Scan the entries line by line and return those with "every".
------
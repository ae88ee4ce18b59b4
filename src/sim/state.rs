//! Arena state: the disk grid, red-disk slot and session latches
//!
//! The arena exclusively owns every disk. Outside collaborators refer to
//! disks by grid index; the red-disk slot is an index too, never a second
//! owner. Disks are pooled: recycled in place via respawn, never destroyed
//! mid-session.

use glam::Vec3;
use rand::{Rng, SeedableRng};
use rand_pcg::Pcg32;
use serde::Serialize;

use super::disk::{Disk, DiskState};
use crate::config::{ArenaConfig, SpawnHeight};
use crate::{grid_cell, grid_index};

/// Outbound signals to the external collaborators (visuals, HUD, win UI).
/// Queued during hit/tick processing and drained by the driver each frame.
#[derive(Debug, Clone, Copy, PartialEq, Serialize)]
pub enum ArenaEvent {
    /// A disk changed lifecycle state; the visual collaborator swaps material
    DiskStateChanged { index: usize, state: DiskState },
    /// A disk was teleported back to its cell with a fresh speed
    DiskRespawned { index: usize },
    /// Per-tick HUD refresh
    Hud { current: f32, highest: f32 },
    /// One-shot static goal label for the HUD, sent at arena setup
    GoalLabel { goal: f32 },
    /// Win latch fired; the UI presents the win state (exactly once)
    WinAchieved,
    /// Infinite mode started; the UI dismisses the win presentation
    WinDismissed,
    /// A falling disk landed on the airborne player; physics applies `force`
    Knockback { index: usize, force: f32 },
}

/// Complete arena state, advanced by [`super::tick::tick`]
#[derive(Debug, Clone)]
pub struct ArenaState {
    pub config: ArenaConfig,
    /// Run seed for reproducibility
    pub seed: u64,
    /// Disk slots, index = col + row * columns. `None` = spawn failed.
    pub grid: Vec<Option<Disk>>,
    /// Grid index of the at-most-one FrozenRed disk
    pub red_disk: Option<usize>,
    /// Player height snapshot, refreshed once per tick. `None` before the
    /// player collaborator is wired up; height-dependent rules skip then.
    pub player_height: Option<f32>,
    /// High-water mark of player height, display only
    pub highest_height: f32,
    /// Win latch: set once, cleared only by infinite mode
    pub game_won: bool,
    /// Permanently disables win checks for the session
    pub infinite_mode: bool,
    /// Simulation tick counter
    pub time_ticks: u64,
    pub(crate) rng: Pcg32,
    pub(crate) events: Vec<ArenaEvent>,
}

impl ArenaState {
    /// Create an empty arena. Call [`ArenaState::spawn_all`] to fill the grid.
    pub fn new(config: ArenaConfig, seed: u64) -> Self {
        let grid_len = config.grid_len();
        let mut grid = Vec::with_capacity(grid_len);
        grid.resize_with(grid_len, || None);
        Self {
            config,
            seed,
            grid,
            red_disk: None,
            player_height: None,
            highest_height: f32::MIN,
            game_won: false,
            infinite_mode: false,
            time_ticks: 0,
            rng: Pcg32::seed_from_u64(seed),
            events: Vec::new(),
        }
    }

    /// Spawn one disk per grid cell, each with a uniform random fall speed.
    ///
    /// With no disk template configured this is a diagnosed no-op: the grid
    /// stays empty and every per-frame rule degrades to a no-op over it.
    pub fn spawn_all(&mut self) {
        let Some(template) = self.config.template else {
            log::warn!("no disk template configured, arena stays empty");
            return;
        };

        for row in 0..self.config.rows {
            for col in 0..self.config.columns {
                let index = grid_index(col, row, self.config.columns);
                let pos = self.cell_spawn_position(col, row);
                let speed = self.random_speed();
                self.grid[index] = Some(Disk::new(pos, speed, template.knockback_force));
            }
        }
        log::info!(
            "spawned {} disks ({}x{} grid)",
            self.grid.len(),
            self.config.columns,
            self.config.rows
        );
        self.events.push(ArenaEvent::GoalLabel {
            goal: self.config.win_height,
        });
    }

    /// World position for the cell at (col, row): grid centered symmetrically
    /// on the origin in X/Y, Z per the configured spawn-height rule.
    pub fn cell_spawn_position(&self, col: u32, row: u32) -> Vec3 {
        let cell = self.config.cell_size;
        let grid_width = self.config.columns as f32 * cell;
        let grid_depth = self.config.rows as f32 * cell;

        let offset_x = (col as f32 + 0.5) * cell - grid_width * 0.5;
        let offset_y = (row as f32 + 0.5) * cell - grid_depth * 0.5;

        let origin = self.config.origin;
        let z = match self.config.spawn_height {
            SpawnHeight::FixedOffset(offset) => origin.z + offset,
            SpawnHeight::AbovePlayer(offset) => {
                self.player_height.unwrap_or(origin.z) + offset
            }
        };
        Vec3::new(origin.x + offset_x, origin.y + offset_y, z)
    }

    /// Spawn position for a flat grid index
    pub fn respawn_position(&self, index: usize) -> Vec3 {
        let (col, row) = grid_cell(index, self.config.columns);
        self.cell_spawn_position(col, row)
    }

    /// Uniform random fall speed in `[min_speed, max_speed]`
    pub fn random_speed(&mut self) -> f32 {
        self.rng
            .random_range(self.config.min_speed..=self.config.max_speed)
    }

    /// Clear the win latch and permanently disable win checks. The win UI is
    /// told to dismiss and resume play. There is no way back within a session.
    pub fn start_infinite_mode(&mut self) {
        self.game_won = false;
        self.infinite_mode = true;
        self.events.push(ArenaEvent::WinDismissed);
        log::info!("infinite mode started, win checks disabled");
    }

    /// Take the queued outbound events, leaving the queue empty
    pub fn drain_events(&mut self) -> Vec<ArenaEvent> {
        std::mem::take(&mut self.events)
    }

    /// Shared borrow of a disk slot; `None` for empty or out-of-range
    pub fn disk(&self, index: usize) -> Option<&Disk> {
        self.grid.get(index).and_then(|slot| slot.as_ref())
    }

    /// Number of disks currently FrozenRed. The rule engine keeps this at
    /// 0 or 1 at all times.
    pub fn frozen_red_count(&self) -> usize {
        self.grid
            .iter()
            .flatten()
            .filter(|disk| disk.state == DiskState::FrozenRed)
            .count()
    }
}

#[cfg(test)]
mod tests {
    use super::*;

    #[test]
    fn test_spawn_fills_grid_and_centers_cells() {
        let config = ArenaConfig {
            columns: 2,
            rows: 2,
            cell_size: 100.0,
            ..Default::default()
        };
        let mut state = ArenaState::new(config, 7);
        state.spawn_all();

        assert_eq!(state.grid.len(), 4);
        assert!(state.grid.iter().all(|slot| slot.is_some()));

        // 2x2 grid of 100-unit cells centered on origin: centers at +/-50
        let disk = state.disk(grid_index(0, 0, 2)).unwrap();
        assert_eq!(disk.pos.x, -50.0);
        assert_eq!(disk.pos.y, -50.0);
        let disk = state.disk(grid_index(1, 1, 2)).unwrap();
        assert_eq!(disk.pos.x, 50.0);
        assert_eq!(disk.pos.y, 50.0);

        // Goal label announced once, at setup
        let events = state.drain_events();
        assert!(events.contains(&ArenaEvent::GoalLabel {
            goal: state.config.win_height
        }));
    }

    #[test]
    fn test_spawn_speeds_within_configured_range() {
        let config = ArenaConfig {
            min_speed: 80.0,
            max_speed: 320.0,
            ..Default::default()
        };
        let mut state = ArenaState::new(config, 99);
        state.spawn_all();
        for disk in state.grid.iter().flatten() {
            assert!(disk.fall_speed >= 80.0 && disk.fall_speed <= 320.0);
        }
    }

    #[test]
    fn test_missing_template_leaves_arena_empty() {
        let config = ArenaConfig {
            template: None,
            ..Default::default()
        };
        let mut state = ArenaState::new(config, 1);
        state.spawn_all();
        assert!(state.grid.iter().all(|slot| slot.is_none()));
        assert!(state.drain_events().is_empty());
    }

    #[test]
    fn test_same_seed_spawns_identical_speeds() {
        let mut a = ArenaState::new(ArenaConfig::default(), 42);
        let mut b = ArenaState::new(ArenaConfig::default(), 42);
        a.spawn_all();
        b.spawn_all();
        for (da, db) in a.grid.iter().zip(b.grid.iter()) {
            assert_eq!(
                da.as_ref().unwrap().fall_speed,
                db.as_ref().unwrap().fall_speed
            );
        }
    }

    #[test]
    fn test_spawn_above_player_uses_player_height() {
        let config = ArenaConfig {
            spawn_height: SpawnHeight::AbovePlayer(500.0),
            ..Default::default()
        };
        let mut state = ArenaState::new(config, 3);
        state.player_height = Some(1200.0);
        state.spawn_all();
        assert_eq!(state.disk(0).unwrap().pos.z, 1700.0);
    }
}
------
• **Solution to this task**:
//! The arena exclusively owns every disk. Outside collaborators refer to
    /// stays empty and every per-frame rule degrades to a no-op over it.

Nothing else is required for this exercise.